Gli scienziati coltivano “mini occhi” in laboratorio utilizzando cellule staminali

Il primo piano di un occhio.— Unsplash
Il primo piano di un occhio.— Unsplash

Ricercatori e scienziati dell’University College London Great Ormond Street Institute of Child Health (UCL GOS ICH) hanno sviluppato un paio di occhi umani per studiare e comprendere facilmente una rara malattia genetica chiamata sindrome di Usher.

La sindrome di Usher causa il lento sviluppo della cecità e gli scienziati dell’UCL volevano studiare la progressione del disturbo. È impossibile farlo negli esseri umani reali. Riferiscono di essere stati in grado di far crescere occhi in miniatura in laboratorio da cellule staminali.

I “mini occhi” 3D chiamati organoidi sono stati creati utilizzando campioni di pelle donati da alcuni pazienti al Great Ormond Street Hospital for Children (GOSH).

La sindrome di Usher è presente in bambini alla nascita. I bambini con il disturbo sono generalmente sordi. Tuttavia, la cecità si sviluppa gradualmente nell’età adulta e non esiste alcun trattamento per la condizione. Uno dei motivi principali per cui gli scienziati non sono stati in grado di trovare una cura è che è quasi impossibile studiare il nocciolo del problema.

Tipicamente, i bastoncelli che rilevano la luce si trovano nella parte posteriore dell’occhio all’interno della retina. Questi bastoncini elaborano le immagini per il cervello. Nell’ultimo studio, gli esperti sono stati in grado di sviluppare questi bastoncelli nel mini occhio. I bastoncelli “si sono organizzati in strati che imitano il modo in cui sarebbero stati organizzati nella retina”.

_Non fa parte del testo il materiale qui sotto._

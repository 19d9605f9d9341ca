use std::collections::{BTreeMap, HashSet};

use serde::{Deserialize, Serialize};

use crate::card::{Card, CardCatalog, CardRole, DECK_SIZE};
use crate::error::DeckError;

/// Overall game plan derived from the role makeup of a loadout.
#[derive(Copy, Clone, Debug, Eq, PartialEq, Hash, Serialize, Deserialize)]
pub enum Strategy {
    DualWinCondition,
    HeavyTank,
    Cycle,
    SpellBait,
    Defensive,
    Balanced,
}

/// Preferred order when a deck carries several win conditions.
const PRIMARY_PREFERENCE: [Card; 4] = [Card::Golem, Card::ElectroGiant, Card::Giant, Card::RoyalGiant];

/// A validated loadout of eight distinct cards and its one-time classification.
#[derive(Clone, Debug, Serialize, Deserialize)]
pub struct Deck {
    cards: Vec<Card>,
    role_counts: BTreeMap<CardRole, usize>,
    strategy: Strategy,
    primary_win_condition: Option<Card>,
    support_cards: Vec<Card>,
}

impl Deck {
    pub fn new(cards: Vec<Card>, catalog: &CardCatalog) -> Result<Self, DeckError> {
        if cards.len() != DECK_SIZE {
            return Err(DeckError::WrongSize {
                expected: DECK_SIZE,
                actual: cards.len(),
            });
        }
        let mut seen = HashSet::with_capacity(DECK_SIZE);
        for card in &cards {
            if !seen.insert(*card) {
                return Err(DeckError::DuplicateCard(*card));
            }
        }

        let mut role_counts = BTreeMap::new();
        for card in &cards {
            for role in catalog.roles(*card) {
                *role_counts.entry(*role).or_insert(0) += 1;
            }
        }
        let count = |role| role_counts.get(&role).copied().unwrap_or(0);

        let strategy = if count(CardRole::WinCondition) >= 2 {
            Strategy::DualWinCondition
        } else if count(CardRole::Tank) >= 2 {
            Strategy::HeavyTank
        } else if count(CardRole::Cycle) >= 4 {
            Strategy::Cycle
        } else if count(CardRole::Spell) >= 3 {
            Strategy::SpellBait
        } else if count(CardRole::Defense) >= 4 {
            Strategy::Defensive
        } else {
            Strategy::Balanced
        };

        let win_conditions: Vec<Card> = cards
            .iter()
            .copied()
            .filter(|card| catalog.has_role(*card, CardRole::WinCondition))
            .collect();
        let primary_win_condition = PRIMARY_PREFERENCE
            .iter()
            .copied()
            .find(|card| win_conditions.contains(card))
            .or_else(|| win_conditions.first().copied());

        let support_cards = cards
            .iter()
            .copied()
            .filter(|card| catalog.has_role(*card, CardRole::Support))
            .collect();

        Ok(Self {
            cards,
            role_counts,
            strategy,
            primary_win_condition,
            support_cards,
        })
    }

    pub fn cards(&self) -> &[Card] {
        &self.cards
    }

    pub fn contains(&self, card: Card) -> bool {
        self.cards.contains(&card)
    }

    pub fn strategy(&self) -> Strategy {
        self.strategy
    }

    pub fn primary_win_condition(&self) -> Option<Card> {
        self.primary_win_condition
    }

    pub fn support_cards(&self) -> &[Card] {
        &self.support_cards
    }

    pub fn role_count(&self, role: CardRole) -> usize {
        self.role_counts.get(&role).copied().unwrap_or(0)
    }

    pub fn has_win_condition(&self) -> bool {
        self.primary_win_condition.is_some()
    }

    /// Average elixir cost of the loadout.
    pub fn average_cost(&self, catalog: &CardCatalog) -> f32 {
        let total: u32 = self.cards.iter().map(|c| u32::from(catalog.cost(*c))).sum();
        total as f32 / self.cards.len() as f32
    }

    /// Whether the current economy justifies committing to a push.
    ///
    /// `enemy_spent` is the elixir the opponent has recently committed; a
    /// heavy commitment on their side opens a window for us.
    pub fn should_play_aggressive(&self, elixir: f32, enemy_spent: f32) -> bool {
        let (min_elixir, min_spent) = match self.strategy {
            Strategy::Cycle => (6.0, 8.0),
            Strategy::HeavyTank => (8.0, 10.0),
            // Defensive decks only push from a full bar.
            Strategy::Defensive => (10.0, 12.0),
            _ => (7.0, 8.0),
        };
        elixir >= min_elixir && enemy_spent >= min_spent
    }

    /// Roles to reach for first when defending.
    pub fn defensive_priority(&self) -> [CardRole; 3] {
        match self.strategy {
            Strategy::Cycle => [CardRole::Cycle, CardRole::Defense, CardRole::Swarm],
            Strategy::HeavyTank => [CardRole::Defense, CardRole::Building, CardRole::Swarm],
            _ => [CardRole::Defense, CardRole::Swarm, CardRole::Support],
        }
    }
}

#[cfg(test)]
mod tests {
    use super::*;

    fn catalog() -> CardCatalog {
        CardCatalog::default()
    }

    #[test]
    fn rejects_wrong_size() {
        let err = Deck::new(vec![Card::Giant, Card::Knight], &catalog()).unwrap_err();
        assert_eq!(
            err,
            DeckError::WrongSize {
                expected: 8,
                actual: 2
            }
        );
    }

    #[test]
    fn rejects_duplicates() {
        let cards = vec![
            Card::Giant,
            Card::Giant,
            Card::Knight,
            Card::Archers,
            Card::Zap,
            Card::Fireball,
            Card::Musketeer,
            Card::Cannon,
        ];
        let err = Deck::new(cards, &catalog()).unwrap_err();
        assert_eq!(err, DeckError::DuplicateCard(Card::Giant));
    }

    #[test]
    fn golem_preferred_as_primary() {
        let cards = vec![
            Card::HogRider,
            Card::Golem,
            Card::NightWitch,
            Card::BabyDragon,
            Card::Zap,
            Card::Lightning,
            Card::MegaMinion,
            Card::Tornado,
        ];
        let deck = Deck::new(cards, &catalog()).unwrap();
        assert_eq!(deck.primary_win_condition(), Some(Card::Golem));
        assert_eq!(deck.strategy(), Strategy::DualWinCondition);
    }
}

I precedenti tentativi di creare un modello in miniatura dell’occhio in laboratorio sono falliti perché gli scienziati hanno utilizzato cellule animali. Una simile perdita della vista non è stata osservata in quei mini occhi come presenta la sindrome di Usher.

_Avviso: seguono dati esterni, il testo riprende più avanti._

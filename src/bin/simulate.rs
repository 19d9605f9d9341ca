use std::collections::VecDeque;
use std::error::Error;
use std::fs;
use std::path::PathBuf;
use std::process;

use clap::{Parser, ValueEnum};
use rand::rngs::StdRng;
use rand::seq::SliceRandom;
use rand::{Rng, SeedableRng};
use tracing_subscriber::EnvFilter;

use elixirbot::{
    Advisor, Card, CardCatalog, DecisionEngine, ELIXIR_CAP, EngineConfig, EngineError,
    MatchSnapshot, OpposingUnit, RandomAdvisor, Tile, describe_recommendation, render_opponent, render_snapshot,
};

const DEFAULT_SEED: u64 = 0xE11C_5EED;
const DEFAULT_DECK: &str = "giant,musketeer,mini_pekka,fireball,zap,knight,archers,cannon";
const HAND_SIZE: usize = 4;

#[derive(Clone, Copy, Debug, ValueEnum)]
enum AdvisorKind {
    Engine,
    Random,
}

#[derive(Parser, Debug)]
#[command(
    name = "simulate",
    about = "Feed a synthetic match into an advisor and print its decisions."
)]
struct Args {
    /// RNG seed for the synthetic opponent
    #[arg(short, long, default_value_t = DEFAULT_SEED)]
    seed: u64,

    /// Match length in seconds
    #[arg(short, long, default_value_t = 180.0)]
    duration: f32,

    /// Seconds between decision cycles
    #[arg(long, default_value_t = 0.5)]
    step: f32,

    /// Comma separated list of 8 cards
    #[arg(long, default_value = DEFAULT_DECK)]
    deck: String,

    #[arg(short, long, value_enum, default_value_t = AdvisorKind::Engine)]
    advisor: AdvisorKind,

    /// Optional JSON file overriding engine constants
    #[arg(short, long)]
    config: Option<PathBuf>,

    /// Print the analyzed snapshot before every placement
    #[arg(short, long)]
    visualize: bool,
}

fn main() {
    tracing_subscriber::fmt()
        .with_env_filter(EnvFilter::from_default_env())
        .init();
    if let Err(err) = run() {
        eprintln!("Error: {err}");
        process::exit(1);
    }
}

fn run() -> Result<(), Box<dyn Error>> {
    let args = Args::parse();
    if args.step <= 0.0 {
        return Err("step must be positive".into());
    }
    let deck = parse_deck(&args.deck)?;
    let config = match &args.config {
        Some(path) => EngineConfig::from_json_str(&fs::read_to_string(path)?)?,
        None => EngineConfig::default(),
    };

    let analyzer = build_analyzer(&deck, &config)?;
    let mut sim = Simulation::new(deck.clone(), StdRng::seed_from_u64(args.seed));
    println!(
        "Simulating {:.0}s with the {:?} advisor (seed {}).\n",
        args.duration, args.advisor, args.seed
    );
    match args.advisor {
        AdvisorKind::Engine => {
            let mut engine = DecisionEngine::builder(deck).with_config(config).build()?;
            drive(&mut engine, &mut sim, &analyzer, &args);
            print!("{}", render_opponent(&engine.opponent().summary()));
        }
        AdvisorKind::Random => {
            let mut advisor = RandomAdvisor::new(StdRng::seed_from_u64(args.seed.wrapping_add(1)))
                .with_arena(config.arena.clone());
            drive(&mut advisor, &mut sim, &analyzer, &args);
        }
    }
    Ok(())
}

/// Engine used only to render analyses, under the advisor's configuration.
fn build_analyzer(deck: &[Card], config: &EngineConfig) -> Result<DecisionEngine, EngineError> {
    DecisionEngine::builder(deck.to_vec())
        .with_config(config.clone())
        .build()
}

fn drive<A: Advisor>(advisor: &mut A, sim: &mut Simulation, analyzer: &DecisionEngine, args: &Args) {
    let mut placements = 0usize;
    while sim.time < args.duration {
        let snapshot = sim.snapshot();
        let rec = advisor.advise(&snapshot);
        if let (Some(card), Some(tile)) = (rec.card, rec.position) {
            if args.visualize {
                print!("{}", render_snapshot(&snapshot, &analyzer.analyze(&snapshot)));
            }
            println!("[{:>6.1}s] {}", sim.time, describe_recommendation(&rec));
            if let Some(cleared) = sim.play(card, tile) {
                advisor.record_outcome(cleared > 0, cleared * 150);
                placements += 1;
            }
        }
        sim.advance(args.step);
    }
    println!(
        "\n{placements} placements, {} enemy units reached a goal.",
        sim.leaks
    );
}

fn parse_deck(list: &str) -> Result<Vec<Card>, Box<dyn Error>> {
    let cards = list
        .split(',')
        .map(|name| name.trim().parse::<Card>())
        .collect::<Result<Vec<_>, _>>()?;
    Ok(cards)
}

/// Toy arena: enemy units walk straight down toward our goals and are
/// removed by any of our placements close enough to them.
struct Simulation {
    rng: StdRng,
    catalog: CardCatalog,
    queue: VecDeque<Card>,
    hand: Vec<Card>,
    elixir: f32,
    time: f32,
    units: Vec<OpposingUnit>,
    opponent_pool: Vec<Card>,
    next_spawn: f32,
    leaks: usize,
}

impl Simulation {
    fn new(deck: Vec<Card>, mut rng: StdRng) -> Self {
        let mut queue: VecDeque<Card> = deck.iter().copied().collect();
        queue.make_contiguous().shuffle(&mut rng);
        let hand = (0..HAND_SIZE).filter_map(|_| queue.pop_front()).collect();
        Self {
            next_spawn: rng.gen_range(3.0..8.0),
            rng,
            catalog: CardCatalog::default(),
            queue,
            hand,
            elixir: 5.0,
            time: 0.0,
            units: Vec::new(),
            opponent_pool: vec![
                Card::HogRider,
                Card::Giant,
                Card::Musketeer,
                Card::Valkyrie,
                Card::Fireball,
                Card::Skeletons,
                Card::IceSpirit,
                Card::Cannon,
            ],
            leaks: 0,
        }
    }

    fn snapshot(&self) -> MatchSnapshot {
        let playable = self
            .hand
            .iter()
            .enumerate()
            .filter(|(_, card)| self.catalog.affordable(**card, self.elixir))
            .map(|(idx, _)| idx)
            .collect();
        MatchSnapshot {
            elapsed_time: self.time,
            own_resource: self.elixir,
            own_hand: self.hand.clone(),
            own_playable_indices: playable,
            opposing_units: self.units.clone(),
            ..MatchSnapshot::default()
        }
    }

    /// Plays `card` at `tile` and returns how many enemy units it cleared.
    fn play(&mut self, card: Card, tile: Tile) -> Option<u32> {
        let idx = self.hand.iter().position(|c| *c == card)?;
        let cost = f32::from(self.catalog.cost(card));
        if cost > self.elixir {
            return None;
        }
        self.elixir -= cost;
        self.hand.remove(idx);
        self.queue.push_back(card);
        if let Some(next) = self.queue.pop_front() {
            self.hand.push(next);
        }
        let before = self.units.len();
        self.units.retain(|unit| unit.tile.distance(tile) > 4.0);
        Some((before - self.units.len()) as u32)
    }

    fn advance(&mut self, dt: f32) {
        let rate = if self.time >= 120.0 { 2.0 } else { 1.0 };
        self.elixir = (self.elixir + rate * dt).min(ELIXIR_CAP);
        self.time += dt;

        for unit in &mut self.units {
            if self.rng.gen_bool(f64::from(dt.min(1.0))) {
                unit.tile.y += 1;
            }
        }
        let before = self.units.len();
        self.units.retain(|unit| unit.tile.y < 14);
        self.leaks += before - self.units.len();

        if self.time >= self.next_spawn {
            if let Some(card) = self.opponent_pool.choose(&mut self.rng).copied() {
                let x = if self.rng.gen_bool(0.5) { 3 } else { 15 };
                let tile = Tile::new(x, self.rng.gen_range(2..8));
                self.units.push(OpposingUnit::new(card, tile));
            }
            self.next_spawn = self.time + self.rng.gen_range(4.0..10.0);
        }
    }
}

#[cfg(test)]
mod tests {
    use super::*;

    #[test]
    fn analyzer_sees_the_loaded_config() -> Result<(), Box<dyn Error>> {
        let deck = parse_deck(DEFAULT_DECK)?;
        let mut config = EngineConfig::default();
        config.analysis.far_distance = 20.0;
        let analyzer = build_analyzer(&deck, &config)?;
        assert_eq!(analyzer.config(), &config);

        let snapshot = MatchSnapshot {
            own_resource: 5.0,
            opposing_units: vec![OpposingUnit::new(Card::Knight, Tile::new(9, 2))],
            ..MatchSnapshot::default()
        };
        assert_eq!(analyzer.analyze(&snapshot).threats.len(), 1);
        let default_analyzer = build_analyzer(&deck, &EngineConfig::default())?;
        assert!(default_analyzer.analyze(&snapshot).threats.is_empty());
        Ok(())
    }

    #[test]
    fn unknown_deck_names_are_rejected() {
        let err = parse_deck("giant,dragon").unwrap_err();
        assert_eq!(err.to_string(), "unknown card name: dragon");
    }
}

Sebbene sia una condizione genetica rara, la sindrome di Usher è la causa più comune di sordità e cecità, che colpisce un numero record di 100.000 persone in tutto il pianeta. I bambini con il tipo 1 nascono sordi e perdono la vista nel tempo man mano che entrano nell’età adulta. Gli altri hanno la capacità di sentire, ma alla fine la loro vista si deteriora.

Mentre la perdita dell’udito è più facile da gestire con gli apparecchi acustici e gli impianti cocleari, la retinite pigmentosa, la causa della perdita della vista, non ha cura. Il nuovo lavoro dei ricercatori apre le porte per un’analisi più approfondita e una migliore comprensione della malattia genetica.

Alla fine, una comprensione più forte può portare alla progettazione di trattamenti che potrebbero aiutare le persone a proteggere la vista.

Con questi mini occhi, gli scienziati saranno in grado di osservare da vicino le cellule sensibili alla luce nell’occhio umano. Un’analisi così dettagliata dell’occhio umano a livello individuale non è mai stata fatta prima.

Ad esempio, gli autori dello studio pubblicato in Rapporti sulle cellule staminali scoperto che le cellule di Muller potrebbero avere un ruolo da svolgere nello sviluppo delle sindromi di Usher. Sono le cellule responsabili del supporto strutturale e metabolico della retina.

È interessante notare che i mini occhi che gli scienziati hanno sviluppato in laboratorio sono stati coltivati ​​utilizzando cellule donate sia da pazienti che avevano il difetto genetico sia da quelli che avevano occhi sani. Questo li ha aiutati a confrontare i due e capire con precisione da dove proviene la sindrome.

“È difficile studiare le minuscole cellule nervose inaccessibili della retina del paziente poiché sono così intricatamente collegate e posizionate delicatamente nella parte posteriore dell’occhio. Utilizzando una piccola biopsia della pelle, ora disponiamo della tecnologia per riprogrammare le cellule in cellule staminali e quindi creare una retina coltivata in laboratorio con lo stesso DNA, e quindi le stesse condizioni genetiche, dei nostri pazienti”, ha affermato il primo autore dello studio, il dottor Yeh Chwan Leong in un comunicato stampa.